**THE TASK**
Among the lines of the records, count those containing the word "Copy", then give the number alone.

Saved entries
-*-*-
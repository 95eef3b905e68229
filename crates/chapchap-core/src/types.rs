//! Domain records shared by the gateway client, the store and the front-end.

use serde::{Deserialize, Serialize};
use std::fmt;
use std::str::FromStr;

/// Session marker. There is no real authentication behind it.
#[derive(Debug, Clone, PartialEq, Eq, Serialize, Deserialize)]
pub struct User {
    pub id: String,
    pub name: String,
    pub email: String,
}

/// Connection state of a remote instance as reported by the gateway.
#[derive(Debug, Default, Clone, Copy, PartialEq, Eq, Hash, Serialize, Deserialize)]
#[serde(rename_all = "lowercase")]
pub enum ConnectionStatus {
    Open,
    Connecting,
    #[default]
    Close,
    Disconnected,
}

impl ConnectionStatus {
    pub fn as_str(&self) -> &'static str {
        match self {
            Self::Open => "open",
            Self::Connecting => "connecting",
            Self::Close => "close",
            Self::Disconnected => "disconnected",
        }
    }

    /// Lenient parse: anything the gateway reports that we do not know is `close`.
    pub fn from_gateway(state: &str) -> Self {
        state.parse().unwrap_or_default()
    }

    pub fn is_open(&self) -> bool {
        matches!(self, Self::Open)
    }
}

impl fmt::Display for ConnectionStatus {
    fn fmt(&self, f: &mut fmt::Formatter<'_>) -> fmt::Result {
        f.write_str(self.as_str())
    }
}

impl FromStr for ConnectionStatus {
    type Err = String;

    fn from_str(s: &str) -> Result<Self, Self::Err> {
        match s.trim().to_ascii_lowercase().as_str() {
            "open" => Ok(Self::Open),
            "connecting" => Ok(Self::Connecting),
            "close" => Ok(Self::Close),
            "disconnected" => Ok(Self::Disconnected),
            other => Err(format!("unknown connection status: {other}")),
        }
    }
}

/// A linked WhatsApp instance as tracked locally.
#[derive(Debug, Clone, PartialEq, Eq, Serialize, Deserialize)]
pub struct Instance {
    /// Local identifier.
    pub id: String,
    /// Friendly name chosen by the user.
    pub name: String,
    /// Remote identifier on the gateway. Unique across local records.
    pub evo_instance_name: String,
    pub evo_auth_token: String,
    pub status: ConnectionStatus,
    pub phone: Option<String>,
    pub profile_pic_url: Option<String>,
    /// Epoch milliseconds. Filled in by the store when absent.
    pub created_at: Option<i64>,
}

/// A QR code ready for display.
#[derive(Debug, Clone, PartialEq, Eq)]
pub struct QrCode {
    /// Always starts with `data:image`.
    pub data_uri: String,
    /// Raw QR payload (`2@...`) when the gateway sent one along.
    pub raw: Option<String>,
}

/// Result of creating a remote instance.
#[derive(Debug, Clone)]
pub struct CreatedInstance {
    /// QR code included in the create response, if any.
    pub qr: Option<QrCode>,
    pub raw: serde_json::Value,
}

/// How the user links their phone.
#[derive(Debug, Default, Clone, Copy, PartialEq, Eq)]
pub enum LinkMethod {
    #[default]
    Qr,
    Pairing,
}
-*-*-
**OUTPUT FOR THIS TASK**
2